+++ Records for processing +++
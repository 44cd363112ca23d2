//! Per-key fixed-window counters.
//!
//! # Design Decisions
//! - Backed by `DashMap`; the read-modify-write in [`RateLimitStore::update`]
//!   runs under the key's shard lock, so concurrent requests on one key
//!   cannot both observe a stale count
//! - `sweep` uses `retain`, which takes the same shard locks, so it never
//!   removes an entry out from under an in-flight update

use dashmap::DashMap;
use serde::Serialize;

/// Counter state for one key's current window.
#[derive(Debug, Clone, Copy, PartialEq, Eq, Serialize)]
#[serde(rename_all = "camelCase")]
pub struct RateLimitEntry {
    /// Requests seen in this window, including denied ones.
    pub count: u32,
    /// Epoch ms of the first request in the window.
    pub window_start: u64,
    /// Epoch ms at which the window expires.
    pub reset_time: u64,
}

impl RateLimitEntry {
    /// Open a new window at `now`.
    pub fn open(now: u64, window_ms: u64) -> Self {
        Self {
            count: 1,
            window_start: now,
            reset_time: now.saturating_add(window_ms),
        }
    }

    /// True if `now` falls outside `[window_start, reset_time)`.
    pub fn is_expired(&self, now: u64) -> bool {
        now >= self.reset_time || now < self.window_start
    }
}

#[derive(Debug, Default)]
pub struct RateLimitStore {
    entries: DashMap<String, RateLimitEntry>,
}

impl RateLimitStore {
    pub fn new() -> Self {
        Self::default()
    }

    pub fn get(&self, key: &str) -> Option<RateLimitEntry> {
        self.entries.get(key).map(|e| *e.value())
    }

    pub fn set(&self, key: impl Into<String>, entry: RateLimitEntry) {
        self.entries.insert(key.into(), entry);
    }

    /// Atomically read, modify and store the entry for `key`.
    ///
    /// `f` receives the current entry (if any) and returns the entry to store
    /// together with a result passed back to the caller.
    pub fn update<R>(
        &self,
        key: &str,
        f: impl FnOnce(Option<RateLimitEntry>) -> (RateLimitEntry, R),
    ) -> R {
        match self.entries.entry(key.to_string()) {
            dashmap::mapref::entry::Entry::Occupied(mut occupied) => {
                let (next, result) = f(Some(*occupied.get()));
                occupied.insert(next);
                result
            }
            dashmap::mapref::entry::Entry::Vacant(vacant) => {
                let (next, result) = f(None);
                vacant.insert(next);
                result
            }
        }
    }

    /// Remove every entry whose window ended before `now`. Returns the count removed.
    pub fn sweep(&self, now: u64) -> usize {
        let before = self.entries.len();
        self.entries.retain(|_, entry| entry.reset_time >= now);
        before.saturating_sub(self.entries.len())
    }

    pub fn len(&self) -> usize {
        self.entries.len()
    }

    pub fn is_empty(&self) -> bool {
        self.entries.is_empty()
    }

    pub fn clear(&self) {
        self.entries.clear();
    }
}

#[cfg(test)]
mod tests {
    use super::*;

    #[test]
    fn entry_window_bounds() {
        let entry = RateLimitEntry::open(1_000, 500);
        assert_eq!(entry.reset_time, 1_500);
        assert!(!entry.is_expired(1_000));
        assert!(!entry.is_expired(1_499));
        assert!(entry.is_expired(1_500));
    }

    #[test]
    fn update_inserts_then_modifies() {
        let store = RateLimitStore::new();

        let seen = store.update("k", |current| {
            assert!(current.is_none());
            (RateLimitEntry::open(0, 100), 1)
        });
        assert_eq!(seen, 1);

        let count = store.update("k", |current| {
            let mut entry = current.unwrap();
            entry.count += 1;
            (entry, entry.count)
        });
        assert_eq!(count, 2);
        assert_eq!(store.get("k").unwrap().count, 2);
    }

    #[test]
    fn sweep_removes_only_expired() {
        let store = RateLimitStore::new();
        store.set("old", RateLimitEntry::open(0, 100));
        store.set("new", RateLimitEntry::open(1_000, 100));

        assert_eq!(store.sweep(500), 1);
        assert!(store.get("old").is_none());
        assert!(store.get("new").is_some());
        assert_eq!(store.len(), 1);
    }
}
+++
◆ **Problem description**: All of the records are to be reproduced exactly as they were given.

◆ **Completed task**:
repository 44cd363112ca23d2
//! Per-key fixed-window counters.
//!
//! # Design Decisions
//! - Backed by `DashMap`; the read-modify-write in [`RateLimitStore::update`]
//!   runs under the key's shard lock, so concurrent requests on one key
//!   cannot both observe a stale count
//! - `sweep` uses `retain`, which takes the same shard locks, so it never
//!   removes an entry out from under an in-flight update

use dashmap::DashMap;
use serde::Serialize;

/// Counter state for one key's current window.
#[derive(Debug, Clone, Copy, PartialEq, Eq, Serialize)]
#[serde(rename_all = "camelCase")]
pub struct RateLimitEntry {
    /// Requests seen in this window, including denied ones.
    pub count: u32,
    /// Epoch ms of the first request in the window.
    pub window_start: u64,
    /// Epoch ms at which the window expires.
    pub reset_time: u64,
}

impl RateLimitEntry {
    /// Open a new window at `now`.
    pub fn open(now: u64, window_ms: u64) -> Self {
        Self {
            count: 1,
            window_start: now,
            reset_time: now.saturating_add(window_ms),
        }
    }

    /// True if `now` falls outside `[window_start, reset_time)`.
    pub fn is_expired(&self, now: u64) -> bool {
        now >= self.reset_time || now < self.window_start
    }
}

#[derive(Debug, Default)]
pub struct RateLimitStore {
    entries: DashMap<String, RateLimitEntry>,
}

impl RateLimitStore {
    pub fn new() -> Self {
        Self::default()
    }

    pub fn get(&self, key: &str) -> Option<RateLimitEntry> {
        self.entries.get(key).map(|e| *e.value())
    }

    pub fn set(&self, key: impl Into<String>, entry: RateLimitEntry) {
        self.entries.insert(key.into(), entry);
    }

    /// Atomically read, modify and store the entry for `key`.
    ///
    /// `f` receives the current entry (if any) and returns the entry to store
    /// together with a result passed back to the caller.
    pub fn update<R>(
        &self,
        key: &str,
        f: impl FnOnce(Option<RateLimitEntry>) -> (RateLimitEntry, R),
    ) -> R {
        match self.entries.entry(key.to_string()) {
            dashmap::mapref::entry::Entry::Occupied(mut occupied) => {
                let (next, result) = f(Some(*occupied.get()));
                occupied.insert(next);
                result
            }
            dashmap::mapref::entry::Entry::Vacant(vacant) => {
                let (next, result) = f(None);
                vacant.insert(next);
                result
            }
        }
    }

    /// Remove every entry whose window ended before `now`. Returns the count removed.
    pub fn sweep(&self, now: u64) -> usize {
        let before = self.entries.len();
        self.entries.retain(|_, entry| entry.reset_time >= now);
        before.saturating_sub(self.entries.len())
    }

    pub fn len(&self) -> usize {
        self.entries.len()
    }

    pub fn is_empty(&self) -> bool {
        self.entries.is_empty()
    }

    pub fn clear(&self) {
        self.entries.clear();
    }
}

#[cfg(test)]
mod tests {
    use super::*;

    #[test]
    fn entry_window_bounds() {
        let entry = RateLimitEntry::open(1_000, 500);
        assert_eq!(entry.reset_time, 1_500);
        assert!(!entry.is_expired(1_000));
        assert!(!entry.is_expired(1_499));
        assert!(entry.is_expired(1_500));
    }

    #[test]
    fn update_inserts_then_modifies() {
        let store = RateLimitStore::new();

        let seen = store.update("k", |current| {
            assert!(current.is_none());
            (RateLimitEntry::open(0, 100), 1)
        });
        assert_eq!(seen, 1);

        let count = store.update("k", |current| {
            let mut entry = current.unwrap();
            entry.count += 1;
            (entry, entry.count)
        });
        assert_eq!(count, 2);
        assert_eq!(store.get("k").unwrap().count, 2);
    }

    #[test]
    fn sweep_removes_only_expired() {
        let store = RateLimitStore::new();
        store.set("old", RateLimitEntry::open(0, 100));
        store.set("new", RateLimitEntry::open(1_000, 100));

        assert_eq!(store.sweep(500), 1);
        assert!(store.get("old").is_none());
        assert!(store.get("new").is_some());
        assert_eq!(store.len(), 1);
    }
}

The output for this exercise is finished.